On predictable ramps (sawtooth, scroll-correlated), a well-tuned EMA heuristic beats a 353-parameter MLP by ~10 percentage points in jank rate — even when the MLP is pretrained on over 300,000 samples of in-distribution data and given 60 seconds of online learning per run.
On unpredictable bursts, the MLP holds its own (within noise).
Three ablations in the Phase 5 benchmark ruled out the obvious suspects: not cold-start, not data quantity, not online learning cadence.
A companion single-file analysis, tempo.js (comment-stripped twin: tempo_onlycode.js), isolates the actual mechanism. The MLP has the representational capacity to imitate the EMA heuristic — 98% train agreement when supervised offline on B1's decisions. But online SGD and offline distillation, starting from identical initialization, converge to nearly-orthogonal weight vectors (cosine 0.105; same-seed online runs cluster at 0.9997 for reference). The two optimizers are solving geometrically different problems, not the same problem at different learning rates.

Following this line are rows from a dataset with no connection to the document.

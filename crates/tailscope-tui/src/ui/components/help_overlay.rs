use ratatui::{
    Frame,
    style::{Color, Modifier, Style},
    text::{Line, Span},
    widgets::{Block, Borders, Clear, Paragraph},
};

use crate::ui::Layout;

/// Help overlay showing keybindings
pub struct HelpOverlay;

impl HelpOverlay {
    pub fn render(frame: &mut Frame) {
        let popup_area = Layout::popup(frame.area(), 56, 34);
        frame.render_widget(Clear, popup_area);

        let help_text = vec![
            Line::from(Span::styled(
                "Keybindings",
                Style::default().add_modifier(Modifier::BOLD),
            )),
            Line::from(""),
            Self::section("Navigation"),
            Self::key_line("j/↓ k/↑", "Scroll down / up"),
            Self::key_line("Ctrl+d/u", "Page down / up"),
            Self::key_line("g / G", "Top / bottom (follow)"),
            Self::key_line("f", "Toggle follow mode"),
            Line::from(""),
            Self::section("Filtering"),
            Self::key_line("/", "Filter rows (regex)"),
            Self::key_line("n", "Clear filter"),
            Self::key_line("1-5", "Minimum level debug..critical"),
            Self::key_line("l / L", "Raise / lower minimum level"),
            Self::key_line("s", "Toggle stats bar"),
            Line::from(""),
            Self::section("Stream"),
            Self::key_line("p", "Pause / resume polling"),
            Self::key_line("Enter/o", "Open first link in top row"),
            Self::key_line("x / X", "Launch / launch overwriting"),
            Self::key_line("t / K", "Terminate / kill process"),
            Line::from(""),
            Self::section("General"),
            Self::key_line("?", "Toggle this help"),
            Self::key_line("Esc", "Go back"),
            Self::key_line("q", "Quit"),
        ];

        let help_widget = Paragraph::new(help_text).block(
            Block::default()
                .borders(Borders::ALL)
                .border_style(Style::default().fg(Color::Cyan))
                .title(Span::styled(
                    " Help ",
                    Style::default().fg(Color::Cyan).add_modifier(Modifier::BOLD),
                )),
        );

        frame.render_widget(help_widget, popup_area);
    }

    fn section(title: &str) -> Line<'_> {
        Line::from(Span::styled(title, Style::default().fg(Color::Yellow)))
    }

    fn key_line<'a>(key: &'a str, desc: &'a str) -> Line<'a> {
        Line::from(vec![
            Span::styled(format!("  {:>9}", key), Style::default().fg(Color::Green)),
            Span::styled(format!("  {}", desc), Style::default().fg(Color::White)),
        ])
    }
}
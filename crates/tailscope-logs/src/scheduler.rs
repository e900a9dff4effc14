use std::ops::Range;
use std::time::Instant;

use tracing::debug;

use crate::filter::FilterEngine;
use crate::gate::LevelGate;
use crate::render::{LineRenderer, RenderContext};
use crate::session::{Session, SessionId};
use crate::table::RowTable;
use tailscope_types::{Headers, LogRecord};

/// One received batch, consumed as an iterator of fixed-size chunks
pub struct InsertionJob {
    session: SessionId,
    headers: Headers,
    records: std::vec::IntoIter<LogRecord>,
    chunk_size: usize,

    /// Table index of the job's first row
    first_row: usize,

    /// Rows come from a non-initial batch
    fresh: bool,
}

impl InsertionJob {
    pub fn new(
        session: SessionId,
        headers: Headers,
        records: Vec<LogRecord>,
        chunk_size: usize,
        first_row: usize,
        fresh: bool,
    ) -> Self {
        Self {
            session,
            headers,
            records: records.into_iter(),
            chunk_size: chunk_size.max(1),
            first_row,
            fresh,
        }
    }

    /// Records not yet handed out
    pub fn remaining(&self) -> usize {
        self.records.len()
    }
}

impl Iterator for InsertionJob {
    type Item = Vec<LogRecord>;

    fn next(&mut self) -> Option<Self::Item> {
        let chunk: Vec<LogRecord> = self.records.by_ref().take(self.chunk_size).collect();
        if chunk.is_empty() { None } else { Some(chunk) }
    }
}

/// Everything a chunk insertion touches
pub struct InsertTarget<'a> {
    pub table: &'a mut RowTable,
    pub renderer: &'a LineRenderer,
    pub filter: &'a FilterEngine,
    pub gate: &'a LevelGate,
    pub session: &'a mut Session,
}

/// Result of inserting one chunk
#[derive(Clone, Debug, PartialEq, Eq)]
pub struct ChunkReport {
    pub session: SessionId,

    /// Table indices of the rows just inserted
    pub inserted: Range<usize>,

    /// The whole batch has now been consumed
    pub finished: bool,
}

impl ChunkReport {
    /// Last row of this chunk, the autoscroll target
    pub fn last_row(&self) -> Option<usize> {
        (!self.inserted.is_empty()).then(|| self.inserted.end - 1)
    }
}

/// Inserts batches a chunk at a time so the UI stays responsive in between
pub struct InsertionScheduler {
    chunk_size: usize,
    job: Option<InsertionJob>,
}

impl InsertionScheduler {
    pub fn new(chunk_size: usize) -> Self {
        Self {
            chunk_size: chunk_size.max(1),
            job: None,
        }
    }

    pub fn chunk_size(&self) -> usize {
        self.chunk_size
    }

    /// Queue a batch; rows will be appended starting at `first_row`
    pub fn enqueue(
        &mut self,
        session: SessionId,
        headers: Headers,
        records: Vec<LogRecord>,
        first_row: usize,
        fresh: bool,
    ) {
        debug!("queued {} records for insertion", records.len());
        self.job = Some(InsertionJob::new(
            session,
            headers,
            records,
            self.chunk_size,
            first_row,
            fresh,
        ));
    }

    /// Drop any unfinished batch
    pub fn cancel(&mut self) {
        if let Some(job) = self.job.take() {
            debug!("cancelled insertion with {} records left", job.remaining());
        }
    }

    pub fn has_pending(&self) -> bool {
        self.job.is_some()
    }

    /// Insert the next chunk of the pending batch
    ///
    /// After every chunk the new rows are filtered and column widths are
    /// recomputed; after the last one the filter is re-run over the whole
    /// batch and the job is released.
    pub fn step(&mut self, target: InsertTarget<'_>, now: Instant) -> Option<ChunkReport> {
        let job = self.job.as_mut()?;
        if job.session != target.session.id {
            debug!("dropping insertion for inactive session {:?}", job.session);
            self.job = None;
            return None;
        }

        let start = target.table.len();
        if let Some(chunk) = job.next() {
            for record in &chunk {
                let ctx = RenderContext {
                    session_path: &target.session.path,
                    seq: target.table.len() as u64,
                    fresh: job.fresh,
                    now,
                };
                let row = target.renderer.render(
                    record,
                    &job.headers,
                    &ctx,
                    &mut target.session.counters,
                );
                target.table.push(row);
            }
            target.filter.apply_to(target.table.rows_from_mut(start));
            target.table.recompute_widths(target.gate);
        }

        let report = ChunkReport {
            session: job.session,
            inserted: start..target.table.len(),
            finished: job.remaining() == 0,
        };

        if report.finished {
            let first_row = job.first_row;
            target.filter.apply_to(target.table.rows_from_mut(first_row));
            self.job = None;
        }

        Some(report)
    }
}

The residual gap is a learnability gap under online self-generated data, not a capacity limit of the 353-parameter architecture. Falsifiable repair directions (DAgger, distillation-anchored loss, grid-supervised pretraining) are listed in tempo.js §14.
Full Phase 5 numbers in §4 and docs/RESULTS.md. Mechanism in tempo.js (run: node tempo.js).
Jank-rate means per (workload, scheduler) cell, 60 s per run, n = 10 reps (n = 12 for B1 after combining Part 1 + Part 2 drift-check). 95 % percentile bootstrap CIs in RESULTS.md.
| Workload | B0 | B1 | Pred (Scr) | Pred (Pr+On) | Pred (Pr+Fr) | Best | Notes |
|---|---|---|---|---|---|---|---|
| constant | 0.00 % | 0.00 % | 0.00 % | 0.00 % | 0.00 % | tied | sanity (below measurement floor) |
| sawtooth | 11.69 % | 1.66 % | 6.62 % | 4.59 % | 11.68 % | B1 | Frozen ≈ B0 |
| burst | 5.55 % | 5.56 % | 5.45 % | 5.51 % | 5.52 % | Scratch (tied) | within noise |
| scroll | 14.68 % | 3.38 % | 7.08 % | 6.78 % | 14.61 % | B1 | Frozen ≈ B0 |
B0 = always-full reference (never reduces or degrades). B1 = EMA-threshold heuristic.
Pred (Scr) = scratch initialization + online learning (Part 1 baseline).
Pred (Pr+On) = pretrained initialization + online learning.
Pred (Pr+Fr) = pretrained initialization, frozen weights (no online learning).
Row-wise winner in bold.
Directional p-values and Cohen's d in PHASE5_PART2_COMPARE.md. B1 drift between Part 1 and Part 2 was ≤ 0.03 pp on every workload (PHASE5_PART2_DRIFT.md).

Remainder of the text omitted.